Po zmianie ustroju oraz systemu gospodarczego i wprowadzeniu reguł gospodarki rynkowej, zmiany własnościowe w Polsce były nieuchronne i pożądane. Dotychczasowy system opierał się bowiem na monopolu własności państwowej. Po poprzednim systemie pozostał znaczny majątek w dziedzinie przemysłu, stworzony wysiłkiem całego narodu. Dlatego na początku transformacji należało wypracować długofalową strategię przekształceń własnościowych podmiotów składających się na ten majątek. Jej celem wiodącym powinno być osiągnięcie jak największej efektywności i rentowności przekształcanych przedsiębiorstw i firm. Taka kompleksowa strategia nie została jednak opracowana.
reklama
Zachodzące w ostatnich dekadach procesy dezindustrializacji były zaś obserwowane głównie w krajach wysoko rozwiniętych. Jednym z powodów tego zjawiska były intensywne przepływy bezpośrednich inwestycji zagranicznych początkowo głównie między krajami rozwiniętymi, a od lat 90. ubiegłego stulecia – również między krajami rozwiniętymi i rozwijającymi się. Co więcej, zmiany społeczno-gospodarcze związanie między innymi z rozwojem technologii teleinformatycznych (ICT) oraz Internetu spowodowały, że coraz większe znaczenie w tworzeniu PKB wielu krajów i w handlu międzynarodowym zaczęły odgrywać usługi – początkowo tradycyjne (transportowe i turystyczne), a wraz z upływem czasu – biznesowe oraz zawiązane z globalnymi przepływami wiedzy i informacji.

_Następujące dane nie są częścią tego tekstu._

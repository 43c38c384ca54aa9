//! Terminal display formatting
//!
//! Table and detail views built with `tabled` rows. Report structs render
//! themselves via their own `format_terminal` methods; this module covers
//! the entity listings.

pub mod building;
pub mod expense;
pub mod unit;

pub use building::{format_building_details, format_building_list};
pub use expense::{format_expense_list, format_share_breakdown};
pub use unit::format_unit_list;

Na fundamentalne zmiany, które dokonały się w sektorze przemysłu, miało wpływ wiele czynników. Do najważniejszych z nich można zaliczyć: zmianę paradygmatu rozwoju, procesy globalizacji i deregulacji oraz wzrost znaczenia wielkich korporacji ponadnarodowych. Kolejnym powodem spadku znaczenia przemysłu było to, że wraz ze wzrostem płac w wysoko rozwiniętych krajach miał miejsce dynamiczny proces outsoursingu, który najogólniej rzecz biorąc polegał na przesuwaniu bardziej pracochłonnych aktywności do krajów o niskich płacach. Proces ten demonstruje tzw. krzywa uśmiechu (smiling curve), obrazująca przebieg podziału pracy w łańcuchach wartości (w branżach IT). W myśl tej koncepcji, najbardziej dochodowy jest pomysł, marketing, serwis, dystrybucja, najmniej produkcja, która z tego względu jest „wypychana” do krajów o niższych kosztach produkcji (to ogniwo łańcucha wartości znajduje się na dole uśmiechających się ust).
Podział pracy w łańcuchach wartości. Krzywa uśmiechu
Źródło: Y. Gong, Global Operations Strategy, Springer, Heidelberg–New York–Dodrecht–London 2013.

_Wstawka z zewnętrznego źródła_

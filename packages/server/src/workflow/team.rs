//! Team composition: creation, membership, captaincy, dissolution.
//!
//! All checks run against the contest the team belongs to; membership
//! is only open to students with an approved registration there.

use chrono::Utc;
use sea_orm::prelude::Expr;
use sea_orm::{
    ActiveModelTrait, ColumnTrait, ConnectionTrait, EntityTrait, ModelTrait, QueryFilter, Set,
};

use crate::entity::{team, team_member};
use crate::error::AppError;
use crate::workflow::{guard, lifecycle};

/// Look up a team by ID, returning 404 if not found.
pub async fn find_team<C: ConnectionTrait>(db: &C, id: i32) -> Result<team::Model, AppError> {
    team::Entity::find_by_id(id)
        .one(db)
        .await?
        .ok_or_else(|| AppError::NotFound("Team not found".into()))
}

/// Create a team with its captain as the first member.
///
/// The captain must be eligible (approved registration, not already on
/// a team in this contest). A fresh team may start below
/// `min_team_size`; it fills up through `add_member`.
pub async fn create_team<C: ConnectionTrait>(
    db: &C,
    contest_id: i32,
    name: &str,
    captain_id: i32,
) -> Result<team::Model, AppError> {
    let contest = lifecycle::find_contest(db, contest_id).await?;
    guard::require_contest_open(&contest)?;
    guard::check_member_eligibility(db, contest_id, captain_id).await?;

    let now = Utc::now();
    let new_team = team::ActiveModel {
        contest_id: Set(contest_id),
        name: Set(name.trim().to_string()),
        captain_id: Set(captain_id),
        created_at: Set(now),
        ..Default::default()
    };
    let model = new_team.insert(db).await?;

    let captain_row = team_member::ActiveModel {
        team_id: Set(model.id),
        student_id: Set(captain_id),
        joined_at: Set(now),
    };
    captain_row.insert(db).await?;

    Ok(model)
}

/// Add a student to a team, enforcing capacity and eligibility.
pub async fn add_member<C: ConnectionTrait>(
    db: &C,
    team_id: i32,
    student_id: i32,
) -> Result<team_member::Model, AppError> {
    let team_model = find_team(db, team_id).await?;
    let contest = lifecycle::find_contest(db, team_model.contest_id).await?;
    guard::require_contest_open(&contest)?;
    guard::check_capacity(db, team_id, contest.max_team_size).await?;
    guard::check_member_eligibility(db, team_model.contest_id, student_id).await?;

    let row = team_member::ActiveModel {
        team_id: Set(team_id),
        student_id: Set(student_id),
        joined_at: Set(Utc::now()),
    };
    // A concurrent add of the same student trips the composite primary key.
    row.insert(db).await.map_err(|e| {
        if matches!(e.sql_err(), Some(sea_orm::SqlErr::UniqueConstraintViolation(_))) {
            AppError::IneligibleMember(format!(
                "Student {student_id} is already a member of team {team_id}"
            ))
        } else {
            e.into()
        }
    })
}

/// Remove a member from a team.
///
/// Removing the captain requires `new_captain_id`, which must be
/// another current member; otherwise the call is refused with
/// `CAPTAIN_REQUIRED`. A removal that would drop the team below
/// `min_team_size` is refused with `CAPACITY_EXCEEDED`; such teams can
/// only grow or be disbanded.
pub async fn remove_member<C: ConnectionTrait>(
    db: &C,
    team_id: i32,
    student_id: i32,
    new_captain_id: Option<i32>,
) -> Result<(), AppError> {
    let team_model = find_team(db, team_id).await?;
    let contest = lifecycle::find_contest(db, team_model.contest_id).await?;
    guard::require_contest_open(&contest)?;

    let member = team_member::Entity::find_by_id((team_id, student_id))
        .one(db)
        .await?
        .ok_or_else(|| AppError::NotFound("Not a member of this team".into()))?;

    let count = guard::member_count(db, team_id).await?;
    if count <= contest.min_team_size as u64 {
        return Err(AppError::CapacityExceeded(format!(
            "Team {} cannot drop below {} members; disband it instead",
            team_id, contest.min_team_size
        )));
    }

    if student_id == team_model.captain_id {
        let new_captain_id = new_captain_id.ok_or(AppError::CaptainRequired)?;
        if new_captain_id == student_id {
            return Err(AppError::CaptainRequired);
        }
        team_member::Entity::find_by_id((team_id, new_captain_id))
            .one(db)
            .await?
            .ok_or_else(|| {
                AppError::IneligibleMember(format!(
                    "Student {new_captain_id} is not a member of team {team_id}"
                ))
            })?;

        team::Entity::update_many()
            .filter(team::Column::Id.eq(team_id))
            .col_expr(team::Column::CaptainId, Expr::value(new_captain_id))
            .exec(db)
            .await?;
        tracing::info!(team_id, new_captain_id, "Team captain reassigned");
    }

    member.delete(db).await?;
    Ok(())
}

/// Hard-delete the team and its membership rows. The members'
/// registrations are untouched.
pub async fn disband<C: ConnectionTrait>(db: &C, team_id: i32) -> Result<(), AppError> {
    let team_model = find_team(db, team_id).await?;

    team_member::Entity::delete_many()
        .filter(team_member::Column::TeamId.eq(team_id))
        .exec(db)
        .await?;
    team_model.delete(db).await?;

    tracing::info!(team_id, "Team disbanded");
    Ok(())
}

Wraz z narastającym kryzysem globalnym oraz jego negatywnymi skutkami, zwłaszcza dla krajów wysoko rozwiniętych, coraz częściej zaczęły pojawiać się opinie o konieczności reindustrializacji ich gospodarek. Takie postulaty znajdowały uzasadnienie w pokryzysowej, znacznie lepszej sytuacji ekonomicznej krajów, w których udział przemysłu w PKB i zatrudnieniu był relatywnie wysoki w porównaniu z krajami, w których bardzo duże znaczenie odgrywały usługi. W związku z tym wydaje się oczywiste, że restrukturyzacja przemysłu musi polegać na odchodzeniu od tradycyjnych gałęzi (o dużym zapotrzebowaniu na kapitał, surowce, energię i pracę prostą) do nowoczesnych gałęzi, opartych na wiedzy naukowo-technicznej i wysoko rozwiniętym kapitale ludzkim (tzw. gałęzi intelektualnie i technologicznie intensywnych). Obecnie gospodarki, które utrzymały odpowiednie proporcje między rozwojem sektora przemysłowego a pozostałymi sektorami produkcji, okazały się bardziej odporne na kryzys, więcej inwestycją w badania i rozwój, a ich produktywność jest większa.

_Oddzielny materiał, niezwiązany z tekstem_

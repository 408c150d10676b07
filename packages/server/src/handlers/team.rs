use axum::Json;
use axum::extract::{Path, Query, State};
use axum::http::StatusCode;
use axum::response::IntoResponse;
use sea_orm::*;
use tracing::instrument;

use crate::entity::{team, team_member};
use crate::error::{AppError, ErrorBody};
use crate::extractors::json::AppJson;
use crate::models::shared::validate_name;
use crate::models::team::*;
use crate::state::AppState;
use crate::workflow::team as workflow;

async fn load_team_response<C: ConnectionTrait>(
    db: &C,
    team_model: team::Model,
) -> Result<TeamResponse, AppError> {
    let members = team_member::Entity::find()
        .filter(team_member::Column::TeamId.eq(team_model.id))
        .order_by_asc(team_member::Column::JoinedAt)
        .all(db)
        .await?;
    Ok(TeamResponse::new(team_model, members))
}

#[utoipa::path(
    post,
    path = "/{id}/teams",
    tag = "Teams",
    operation_id = "createTeam",
    summary = "Create a team with its captain",
    description = "The captain must hold an approved registration for this contest and must not \
        already belong to one of its teams. The captain is enrolled as the first member.",
    params(("id" = i32, Path, description = "Contest ID")),
    request_body = CreateTeamRequest,
    responses(
        (status = 201, description = "Team created", body = TeamResponse),
        (status = 404, description = "Contest not found (NOT_FOUND)", body = ErrorBody),
        (status = 409, description = "Captain not eligible (INELIGIBLE_MEMBER, CONTEST_CLOSED)", body = ErrorBody),
    ),
)]
#[instrument(skip(state, payload), fields(contest_id, captain_id = payload.captain_id))]
pub async fn create_team(
    State(state): State<AppState>,
    Path(contest_id): Path<i32>,
    AppJson(payload): AppJson<CreateTeamRequest>,
) -> Result<impl IntoResponse, AppError> {
    validate_name(&payload.name, "name")?;

    let txn = state.db.begin().await?;
    let model = workflow::create_team(&txn, contest_id, &payload.name, payload.captain_id).await?;
    let response = load_team_response(&txn, model).await?;
    txn.commit().await?;

    Ok((StatusCode::CREATED, Json(response)))
}

#[utoipa::path(
    get,
    path = "/{id}/teams",
    tag = "Teams",
    operation_id = "listTeams",
    summary = "List teams of a contest with their members",
    params(("id" = i32, Path, description = "Contest ID")),
    responses(
        (status = 200, description = "Teams, oldest first", body = Vec<TeamResponse>),
        (status = 404, description = "Contest not found (NOT_FOUND)", body = ErrorBody),
    ),
)]
#[instrument(skip(state), fields(contest_id))]
pub async fn list_teams(
    State(state): State<AppState>,
    Path(contest_id): Path<i32>,
) -> Result<Json<Vec<TeamResponse>>, AppError> {
    crate::workflow::lifecycle::find_contest(&state.db, contest_id).await?;

    let teams = team::Entity::find()
        .filter(team::Column::ContestId.eq(contest_id))
        .order_by_asc(team::Column::CreatedAt)
        .all(&state.db)
        .await?;

    let mut data = Vec::with_capacity(teams.len());
    for team_model in teams {
        data.push(load_team_response(&state.db, team_model).await?);
    }
    Ok(Json(data))
}

#[utoipa::path(
    get,
    path = "/{id}",
    tag = "Teams",
    operation_id = "getTeam",
    summary = "Get a team with its members",
    params(("id" = i32, Path, description = "Team ID")),
    responses(
        (status = 200, description = "Team details", body = TeamResponse),
        (status = 404, description = "Team not found (NOT_FOUND)", body = ErrorBody),
    ),
)]
#[instrument(skip(state), fields(id))]
pub async fn get_team(
    State(state): State<AppState>,
    Path(id): Path<i32>,
) -> Result<Json<TeamResponse>, AppError> {
    let model = workflow::find_team(&state.db, id).await?;
    Ok(Json(load_team_response(&state.db, model).await?))
}

#[utoipa::path(
    post,
    path = "/{id}/members",
    tag = "Teams",
    operation_id = "addTeamMember",
    summary = "Add a student to a team",
    params(("id" = i32, Path, description = "Team ID")),
    request_body = AddMemberRequest,
    responses(
        (status = 200, description = "Member added", body = TeamResponse),
        (status = 404, description = "Team not found (NOT_FOUND)", body = ErrorBody),
        (status = 409, description = "Team full or student not eligible (CAPACITY_EXCEEDED, INELIGIBLE_MEMBER)", body = ErrorBody),
    ),
)]
#[instrument(skip(state, payload), fields(team_id, student_id = payload.student_id))]
pub async fn add_team_member(
    State(state): State<AppState>,
    Path(team_id): Path<i32>,
    AppJson(payload): AppJson<AddMemberRequest>,
) -> Result<Json<TeamResponse>, AppError> {
    let txn = state.db.begin().await?;
    workflow::add_member(&txn, team_id, payload.student_id).await?;
    let model = workflow::find_team(&txn, team_id).await?;
    let response = load_team_response(&txn, model).await?;
    txn.commit().await?;
    Ok(Json(response))
}

#[utoipa::path(
    delete,
    path = "/{id}/members/{student_id}",
    tag = "Teams",
    operation_id = "removeTeamMember",
    summary = "Remove a member from a team",
    description = "Refused when the removal would shrink the team below its contest's minimum \
        size. Removing the captain requires `new_captain_id` naming another current member, who \
        takes over captaincy atomically with the removal.",
    params(
        ("id" = i32, Path, description = "Team ID"),
        ("student_id" = i32, Path, description = "Student ID of the member"),
        RemoveMemberQuery,
    ),
    responses(
        (status = 200, description = "Member removed", body = TeamResponse),
        (status = 404, description = "Team or member not found (NOT_FOUND)", body = ErrorBody),
        (status = 409, description = "Below minimum or no replacement captain (CAPACITY_EXCEEDED, CAPTAIN_REQUIRED)", body = ErrorBody),
    ),
)]
#[instrument(skip(state, query), fields(team_id, student_id))]
pub async fn remove_team_member(
    State(state): State<AppState>,
    Path((team_id, student_id)): Path<(i32, i32)>,
    Query(query): Query<RemoveMemberQuery>,
) -> Result<Json<TeamResponse>, AppError> {
    let txn = state.db.begin().await?;
    workflow::remove_member(&txn, team_id, student_id, query.new_captain_id).await?;
    let model = workflow::find_team(&txn, team_id).await?;
    let response = load_team_response(&txn, model).await?;
    txn.commit().await?;
    Ok(Json(response))
}

#[utoipa::path(
    delete,
    path = "/{id}",
    tag = "Teams",
    operation_id = "disbandTeam",
    summary = "Disband a team",
    description = "Deletes the team and its membership rows. The members keep their approved \
        registrations and may join or form other teams.",
    params(("id" = i32, Path, description = "Team ID")),
    responses(
        (status = 204, description = "Team disbanded"),
        (status = 404, description = "Team not found (NOT_FOUND)", body = ErrorBody),
    ),
)]
#[instrument(skip(state), fields(id))]
pub async fn disband_team(
    State(state): State<AppState>,
    Path(id): Path<i32>,
) -> Result<impl IntoResponse, AppError> {
    let txn = state.db.begin().await?;
    workflow::disband(&txn, id).await?;
    txn.commit().await?;
    Ok(StatusCode::NO_CONTENT)
}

Idea reindustrializacji bazuje na założeniu, że przemysł musi rozwijać się w oparciu o model zasobooszczędny, w którym znaczenie ma nie tylko rachunek gospodarczy, ale także środowiskowy i społeczny. Wzrost gospodarczy przy jednoczesnym ograniczeniu eksploatacji środowiska jest możliwy jedynie poprzez zwiększenie wydajności procesów przetwórstwa, co z kolei wymaga zastosowania nowych technologii.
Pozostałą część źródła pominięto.